Unfortunately, neither way works very well, according to Harvard Business School professor Clayton Christensen, who notes that each year 30,000 new consumer products are launched—and many of them fail.

The jobs-to-be-done point of view causes you to crawl into the skin of your customer and go with her as she goes about her day, always asking the question as she does something: Why did she do it that way?

The problem is that consumers usually don't go about their shopping by conforming to particular segments. Rather, they take life as it comes.

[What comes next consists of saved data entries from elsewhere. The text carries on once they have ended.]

use crate::model::{FlowId, FlowSummary, Page};
use std::collections::HashSet;

/// Accumulated, de-duplicated flows for the current filter plus the
/// pagination cursor.
#[derive(Debug, Clone)]
pub struct FlowListStore {
    items: Vec<FlowSummary>,
    ids: HashSet<FlowId>,
    page_size: usize,
    has_more: bool,
    is_loading_more: bool,
}

impl FlowListStore {
    pub fn new(page_size: usize) -> Self {
        Self {
            items: Vec::new(),
            ids: HashSet::new(),
            page_size: page_size.max(1),
            has_more: false,
            is_loading_more: false,
        }
    }

    pub fn items(&self) -> &[FlowSummary] {
        &self.items
    }

    pub fn len(&self) -> usize {
        self.items.len()
    }

    pub fn is_empty(&self) -> bool {
        self.items.is_empty()
    }

    pub fn get(&self, index: usize) -> Option<&FlowSummary> {
        self.items.get(index)
    }

    pub fn find(&self, id: &FlowId) -> Option<&FlowSummary> {
        if !self.ids.contains(id) {
            return None;
        }
        self.items.iter().find(|flow| flow.id == *id)
    }

    pub fn page_size(&self) -> usize {
        self.page_size
    }

    pub fn has_more(&self) -> bool {
        self.has_more
    }

    pub fn is_loading_more(&self) -> bool {
        self.is_loading_more
    }

    /// Drops everything; used when a new filter generation starts.
    pub fn clear(&mut self) {
        self.items.clear();
        self.ids.clear();
        self.has_more = false;
        self.is_loading_more = false;
    }

    /// Installs a fresh first page (reset or manual refresh).
    pub fn replace(&mut self, page: Page) {
        let fetched = page.len();
        self.items.clear();
        self.ids.clear();
        self.extend_unique(page);
        self.has_more = fetched == self.page_size;
        self.is_loading_more = false;
    }

    /// Claims the load-more slot. `None` when a load is already in flight or
    /// the server is exhausted; otherwise the offset to fetch from.
    pub fn begin_load_more(&mut self) -> Option<usize> {
        if self.is_loading_more || !self.has_more {
            return None;
        }
        self.is_loading_more = true;
        Some(self.items.len())
    }

    /// Appends the survivors of `page` and returns how many were new.
    /// Exhaustion is judged on the raw page length.
    pub fn finish_load_more(&mut self, page: Page) -> usize {
        let fetched = page.len();
        let before = self.items.len();
        self.extend_unique(page);
        self.has_more = fetched == self.page_size;
        self.is_loading_more = false;
        self.items.len() - before
    }

    /// Releases the load-more slot; `has_more` stays as it was so the next
    /// end-of-list signal retries.
    pub fn fail_load_more(&mut self) {
        self.is_loading_more = false;
    }

    /// Replaces the leading page with a background refetch of page 0.
    pub fn merge_poll(&mut self, page: Page) {
        let fetched = page.len();
        let tail: Vec<FlowSummary> = if fetched < self.page_size {
            Vec::new()
        } else {
            self.items.split_off(self.page_size.min(self.items.len()))
        };
        self.items.clear();
        self.ids.clear();
        self.extend_unique(page);
        self.extend_unique(tail);
        if fetched < self.page_size {
            self.has_more = false;
        }
    }

    pub fn for_each_mut(&mut self, mut f: impl FnMut(&mut FlowSummary)) {
        for flow in &mut self.items {
            f(flow);
        }
    }

    fn extend_unique(&mut self, flows: impl IntoIterator<Item = FlowSummary>) {
        for flow in flows {
            if self.ids.insert(flow.id.clone()) {
                self.items.push(flow);
            }
        }
    }
}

And when faced with a job that needs doing, they essentially "hire" a product to do that job. To that end, Christensen suggests that companies start segmenting their markets according to "jobs-to-be-done." It's a concept that he has been honing with several colleagues for more than a decade.

"The fact that you're 18 to 35 years old with a college degree does not cause you to buy a product," Christensen says. "It may be correlated with the decision, but it doesn't cause it. We developed this idea because we wanted to understand what causes us to buy a product, not what's correlated with it. We realized that the causal mechanism behind a purchase is, 'Oh, I've got a job to be done.' And it turns out that it's really effective in allowing a company to build products that people want to buy."

Christensen, who is planning to publish a book on the subject of jobs-to-be-done marketing, explains that there's an important difference between determining a product's function and its job. "Looking at the market from the function of a product really originates from your competitors or your own employees deciding what you need," he says. "Whereas the jobs-to-be-done point of view causes you to crawl into the skin of your customer and go with her as she goes about her day, always asking the question as she does something: Why did she do it that way?"

Hiring A Milkshake

In his MBA course, Christensen shares the story of a fast-food restaurant chain that wanted to improve its milkshake sales. The company started by segmenting its market both by product (milkshakes) and by demographics (a marketer's profile of a typical milkshake drinker). Next, the marketing department asked people who fit the demographic to list the characteristics of an ideal milkshake (thick, thin, chunky, smooth, fruity, chocolaty, etc.). The would-be customers answered as honestly as they could, and the company responded to the feedback. But alas, milkshake sales did not improve.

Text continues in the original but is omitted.